Direction: Bi-directional
When Prodigy-based models are introduced into integration operations, Trading Grid Cartographer can document which partner flows, APIs, and EDI exchanges are affected. If model thresholds, classification rules, or exception handling logic change, Cartographer helps teams assess downstream impact on trading partners and internal systems before deployment.
Direction: OpenText Trading Grid Cartographer to Prodigy
Operational exceptions captured in Trading Grid Cartographer can be exported to Prodigy as new labeling tasks. Data scientists can review newly observed failure patterns, annotate them, and retrain models to keep anomaly detection and classification systems aligned with current partner behavior.

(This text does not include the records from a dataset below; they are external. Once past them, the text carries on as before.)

//! Cache storage trait and SQLite implementation.

use chrono::{DateTime, Utc};
use color_eyre::{eyre::eyre, Result};
use rusqlite::{params, Connection, OptionalExtension};
use std::path::Path;
use std::sync::Mutex;

use super::traits::CachedEntry;
use crate::http::{Headers, Response};

/// Trait for cache storage backends.
///
/// Namespaces are flat names; entries are keyed by canonical request key
/// within a namespace. Writes to an existing key replace it.
pub trait CacheStorage: Send + Sync {
  /// Create the namespace if it does not exist yet.
  fn open_namespace(&self, namespace: &str) -> Result<()>;

  /// Whether a complete batch was committed with `put_all`. Namespaces
  /// filled one entry at a time never count as installed.
  fn is_installed(&self, namespace: &str) -> Result<bool>;

  /// All namespace names, sorted.
  fn namespaces(&self) -> Result<Vec<String>>;

  /// Delete a namespace and every entry in it. Returns whether it existed.
  fn delete_namespace(&self, namespace: &str) -> Result<bool>;

  fn get(&self, namespace: &str, key: &str) -> Result<Option<CachedEntry>>;

  /// Store one entry, opening the namespace on demand.
  fn put(&self, namespace: &str, key: &str, response: &Response) -> Result<()>;

  /// Store a batch atomically and mark the namespace installed: either the
  /// namespace ends up with every entry or storage is left as it was.
  fn put_all(&self, namespace: &str, entries: &[(String, Response)]) -> Result<()>;

  /// Request keys stored in a namespace, sorted.
  fn keys(&self, namespace: &str) -> Result<Vec<String>>;
}

/// Storage implementation that doesn't cache anything.
/// Used when caching is disabled - all operations are no-ops.
pub struct NoopStorage;

impl CacheStorage for NoopStorage {
  fn open_namespace(&self, _namespace: &str) -> Result<()> {
    Ok(())
  }

  fn is_installed(&self, _namespace: &str) -> Result<bool> {
    Ok(false)
  }

  fn namespaces(&self) -> Result<Vec<String>> {
    Ok(Vec::new())
  }

  fn delete_namespace(&self, _namespace: &str) -> Result<bool> {
    Ok(false)
  }

  fn get(&self, _namespace: &str, _key: &str) -> Result<Option<CachedEntry>> {
    Ok(None) // Always miss
  }

  fn put(&self, _namespace: &str, _key: &str, _response: &Response) -> Result<()> {
    Ok(()) // Discard
  }

  fn put_all(&self, _namespace: &str, _entries: &[(String, Response)]) -> Result<()> {
    Ok(()) // Discard
  }

  fn keys(&self, _namespace: &str) -> Result<Vec<String>> {
    Ok(Vec::new())
  }
}

/// SQLite-based cache storage implementation.
pub struct SqliteStorage {
  conn: Mutex<Connection>,
}

impl SqliteStorage {
  /// Open or create the cache database at `path`.
  pub fn open(path: &Path) -> Result<Self> {
    if let Some(parent) = path.parent() {
      std::fs::create_dir_all(parent)
        .map_err(|e| eyre!("Failed to create cache directory: {}", e))?;
    }

    let conn = Connection::open(path)
      .map_err(|e| eyre!("Failed to open cache database at {}: {}", path.display(), e))?;

    Self::with_connection(conn)
  }

  /// Volatile storage, used by tests and `cache.enabled` experiments.
  pub fn open_in_memory() -> Result<Self> {
    let conn = Connection::open_in_memory()
      .map_err(|e| eyre!("Failed to open in-memory cache database: {}", e))?;
    Self::with_connection(conn)
  }

  fn with_connection(conn: Connection) -> Result<Self> {
    let storage = Self {
      conn: Mutex::new(conn),
    };
    storage.run_migrations()?;
    Ok(storage)
  }

  /// Run database migrations for cache tables.
  fn run_migrations(&self) -> Result<()> {
    let conn = self
      .conn
      .lock()
      .map_err(|e| eyre!("Lock poisoned: {}", e))?;

    conn
      .execute_batch(CACHE_SCHEMA)
      .map_err(|e| eyre!("Failed to run cache migrations: {}", e))?;

    Ok(())
  }
}

/// Schema for cache tables.
const CACHE_SCHEMA: &str = r#"
-- installed is set only by a committed put_all
CREATE TABLE IF NOT EXISTS cache_namespaces (
    name TEXT PRIMARY KEY,
    created_at TEXT NOT NULL,
    installed INTEGER NOT NULL DEFAULT 0
);

-- One row per (namespace, canonical request key); last write wins
CREATE TABLE IF NOT EXISTS cache_entries (
    namespace TEXT NOT NULL,
    request_key TEXT NOT NULL,
    status INTEGER NOT NULL,
    headers TEXT NOT NULL,
    body BLOB NOT NULL,
    stored_at TEXT NOT NULL,
    PRIMARY KEY (namespace, request_key)
);
"#;

fn insert_namespace(conn: &Connection, namespace: &str) -> Result<()> {
  conn
    .execute(
      "INSERT OR IGNORE INTO cache_namespaces (name, created_at) VALUES (?, ?)",
      params![namespace, Utc::now().to_rfc3339()],
    )
    .map_err(|e| eyre!("Failed to open namespace {}: {}", namespace, e))?;
  Ok(())
}

fn mark_installed(conn: &Connection, namespace: &str) -> Result<()> {
  conn
    .execute(
      "UPDATE cache_namespaces SET installed = 1 WHERE name = ?",
      params![namespace],
    )
    .map_err(|e| eyre!("Failed to mark {} installed: {}", namespace, e))?;
  Ok(())
}

fn insert_entry(conn: &Connection, namespace: &str, key: &str, response: &Response) -> Result<()> {
  let headers = serde_json::to_string(&response.headers)
    .map_err(|e| eyre!("Failed to serialize headers: {}", e))?;

  conn
    .execute(
      "INSERT OR REPLACE INTO cache_entries (namespace, request_key, status, headers, body, stored_at)
       VALUES (?, ?, ?, ?, ?, ?)",
      params![
        namespace,
        key,
        response.status,
        headers,
        response.body,
        Utc::now().to_rfc3339()
      ],
    )
    .map_err(|e| eyre!("Failed to store {} in {}: {}", key, namespace, e))?;
  Ok(())
}

impl CacheStorage for SqliteStorage {
  fn open_namespace(&self, namespace: &str) -> Result<()> {
    let conn = self
      .conn
      .lock()
      .map_err(|e| eyre!("Lock poisoned: {}", e))?;
    insert_namespace(&conn, namespace)
  }

  fn is_installed(&self, namespace: &str) -> Result<bool> {
    let conn = self
      .conn
      .lock()
      .map_err(|e| eyre!("Lock poisoned: {}", e))?;

    let installed: Option<bool> = conn
      .query_row(
        "SELECT installed FROM cache_namespaces WHERE name = ?",
        params![namespace],
        |row| row.get(0),
      )
      .optional()
      .map_err(|e| eyre!("Failed to look up namespace {}: {}", namespace, e))?;

    Ok(installed.unwrap_or(false))
  }

  fn namespaces(&self) -> Result<Vec<String>> {
    let conn = self
      .conn
      .lock()
      .map_err(|e| eyre!("Lock poisoned: {}", e))?;

    let mut stmt = conn
      .prepare("SELECT name FROM cache_namespaces ORDER BY name")
      .map_err(|e| eyre!("Failed to prepare query: {}", e))?;

    let names = stmt
      .query_map([], |row| row.get(0))
      .map_err(|e| eyre!("Failed to list namespaces: {}", e))?
      .collect::<rusqlite::Result<Vec<String>>>()
      .map_err(|e| eyre!("Failed to read namespace row: {}", e))?;

    Ok(names)
  }

  fn delete_namespace(&self, namespace: &str) -> Result<bool> {
    let mut conn = self
      .conn
      .lock()
      .map_err(|e| eyre!("Lock poisoned: {}", e))?;

    let tx = conn
      .transaction()
      .map_err(|e| eyre!("Failed to begin transaction: {}", e))?;

    tx.execute(
      "DELETE FROM cache_entries WHERE namespace = ?",
      params![namespace],
    )
    .map_err(|e| eyre!("Failed to delete entries of {}: {}", namespace, e))?;

    let removed = tx
      .execute(
        "DELETE FROM cache_namespaces WHERE name = ?",
        params![namespace],
      )
      .map_err(|e| eyre!("Failed to delete namespace {}: {}", namespace, e))?;

    tx.commit()
      .map_err(|e| eyre!("Failed to commit transaction: {}", e))?;

    Ok(removed > 0)
  }

  fn get(&self, namespace: &str, key: &str) -> Result<Option<CachedEntry>> {
    let conn = self
      .conn
      .lock()
      .map_err(|e| eyre!("Lock poisoned: {}", e))?;

    let row: Option<(u16, String, Vec<u8>, String)> = conn
      .query_row(
        "SELECT status, headers, body, stored_at FROM cache_entries
         WHERE namespace = ? AND request_key = ?",
        params![namespace, key],
        |row| Ok((row.get(0)?, row.get(1)?, row.get(2)?, row.get(3)?)),
      )
      .optional()
      .map_err(|e| eyre!("Failed to read {} from {}: {}", key, namespace, e))?;

    match row {
      Some((status, headers, body, stored_at)) => {
        let headers: Headers = serde_json::from_str(&headers)
          .map_err(|e| eyre!("Failed to deserialize headers: {}", e))?;
        Ok(Some(CachedEntry {
          key: key.to_string(),
          response: Response {
            status,
            headers,
            body,
          },
          stored_at: parse_datetime(&stored_at)?,
        }))
      }
      None => Ok(None),
    }
  }

  fn put(&self, namespace: &str, key: &str, response: &Response) -> Result<()> {
    let conn = self
      .conn
      .lock()
      .map_err(|e| eyre!("Lock poisoned: {}", e))?;

    insert_namespace(&conn, namespace)?;
    insert_entry(&conn, namespace, key, response)
  }

  fn put_all(&self, namespace: &str, entries: &[(String, Response)]) -> Result<()> {
    let mut conn = self
      .conn
      .lock()
      .map_err(|e| eyre!("Lock poisoned: {}", e))?;

    // Dropping the transaction without commit rolls back
    let tx = conn
      .transaction()
      .map_err(|e| eyre!("Failed to begin transaction: {}", e))?;

    insert_namespace(&tx, namespace)?;
    for (key, response) in entries {
      insert_entry(&tx, namespace, key, response)?;
    }
    mark_installed(&tx, namespace)?;

    tx.commit()
      .map_err(|e| eyre!("Failed to commit transaction: {}", e))?;

    Ok(())
  }

  fn keys(&self, namespace: &str) -> Result<Vec<String>> {
    let conn = self
      .conn
      .lock()
      .map_err(|e| eyre!("Lock poisoned: {}", e))?;

    let mut stmt = conn
      .prepare("SELECT request_key FROM cache_entries WHERE namespace = ? ORDER BY request_key")
      .map_err(|e| eyre!("Failed to prepare query: {}", e))?;

    let keys = stmt
      .query_map(params![namespace], |row| row.get(0))
      .map_err(|e| eyre!("Failed to list keys of {}: {}", namespace, e))?
      .collect::<rusqlite::Result<Vec<String>>>()
      .map_err(|e| eyre!("Failed to read key row: {}", e))?;

    Ok(keys)
  }
}

/// Parse a stored RFC 3339 timestamp.
fn parse_datetime(s: &str) -> Result<DateTime<Utc>> {
  DateTime::parse_from_rfc3339(s)
    .map(|dt| dt.with_timezone(&Utc))
    .map_err(|e| eyre!("Failed to parse datetime '{}': {}", s, e))
}

#[cfg(test)]
mod tests {
  use super::*;

  fn response(body: &str) -> Response {
    Response::ok("text/plain", body)
  }

  #[test]
  fn test_put_and_get_roundtrip_preserves_bytes() {
    let storage = SqliteStorage::open_in_memory().unwrap();
    let mut res = response("body{color:red}");
    res.headers.insert("etag".to_string(), "\"abc\"".to_string());
    storage.put("static-v1", "GET:/static/app.css", &res).unwrap();

    let entry = storage.get("static-v1", "GET:/static/app.css").unwrap().unwrap();
    assert_eq!(entry.response, res);
    assert!(storage.get("dynamic-v1", "GET:/static/app.css").unwrap().is_none());
  }

  #[test]
  fn test_single_puts_never_mark_namespace_installed() {
    let storage = SqliteStorage::open_in_memory().unwrap();
    storage.put("static-v1", "GET:/static/app.css", &response("x")).unwrap();

    assert_eq!(storage.namespaces().unwrap(), vec!["static-v1".to_string()]);
    assert!(!storage.is_installed("static-v1").unwrap());
    assert!(!storage.is_installed("static-v2").unwrap());
  }

  #[test]
  fn test_put_overwrites_same_key() {
    let storage = SqliteStorage::open_in_memory().unwrap();
    storage.put("dynamic-v1", "GET:/api/products", &response("old")).unwrap();
    storage.put("dynamic-v1", "GET:/api/products", &response("new")).unwrap();

    let entry = storage.get("dynamic-v1", "GET:/api/products").unwrap().unwrap();
    assert_eq!(entry.response.body_text(), "new");
    assert_eq!(storage.keys("dynamic-v1").unwrap().len(), 1);
  }

  #[test]
  fn test_delete_namespace_removes_entries() {
    let storage = SqliteStorage::open_in_memory().unwrap();
    storage.put("static-v1", "GET:/a.js", &response("a")).unwrap();
    storage.open_namespace("static-v2").unwrap();

    assert!(storage.delete_namespace("static-v1").unwrap());
    assert!(!storage.delete_namespace("static-v1").unwrap());
    assert_eq!(storage.namespaces().unwrap(), vec!["static-v2".to_string()]);
    assert!(storage.get("static-v1", "GET:/a.js").unwrap().is_none());
  }

  #[test]
  fn test_put_all_installs_namespace_with_every_entry() {
    let storage = SqliteStorage::open_in_memory().unwrap();
    storage.put("static-v1", "GET:/static/app.css", &response("x")).unwrap();
    let entries = vec![
      ("GET:/".to_string(), response("shell")),
      ("GET:/manifest.json".to_string(), response("{}")),
    ];
    storage.put_all("static-v1", &entries).unwrap();

    assert!(storage.is_installed("static-v1").unwrap());
    assert_eq!(
      storage.keys("static-v1").unwrap(),
      vec![
        "GET:/".to_string(),
        "GET:/manifest.json".to_string(),
        "GET:/static/app.css".to_string()
      ]
    );
  }

  #[test]
  fn test_noop_storage_always_misses() {
    let storage = NoopStorage;
    storage.put("static-v1", "GET:/a.js", &response("a")).unwrap();
    assert!(storage.get("static-v1", "GET:/a.js").unwrap().is_none());
    assert!(storage.namespaces().unwrap().is_empty());
  }
}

Direction: OpenText Trading Grid Cartographer to Prodigy
Cartographer can identify the most business-critical partner connections, highest-volume exchanges, and most failure-prone routes. That information can be used to prioritize which transaction sets Prodigy should label first, ensuring AI efforts focus on the integrations with the greatest operational and financial impact.
Direction: Bi-directional
As Prodigy-powered models begin supporting exception detection or classification, Trading Grid Cartographer can document where those decisions occur in the integration landscape and which systems consume the results. This creates a clear operational view for integration architects, support teams, and compliance stakeholders.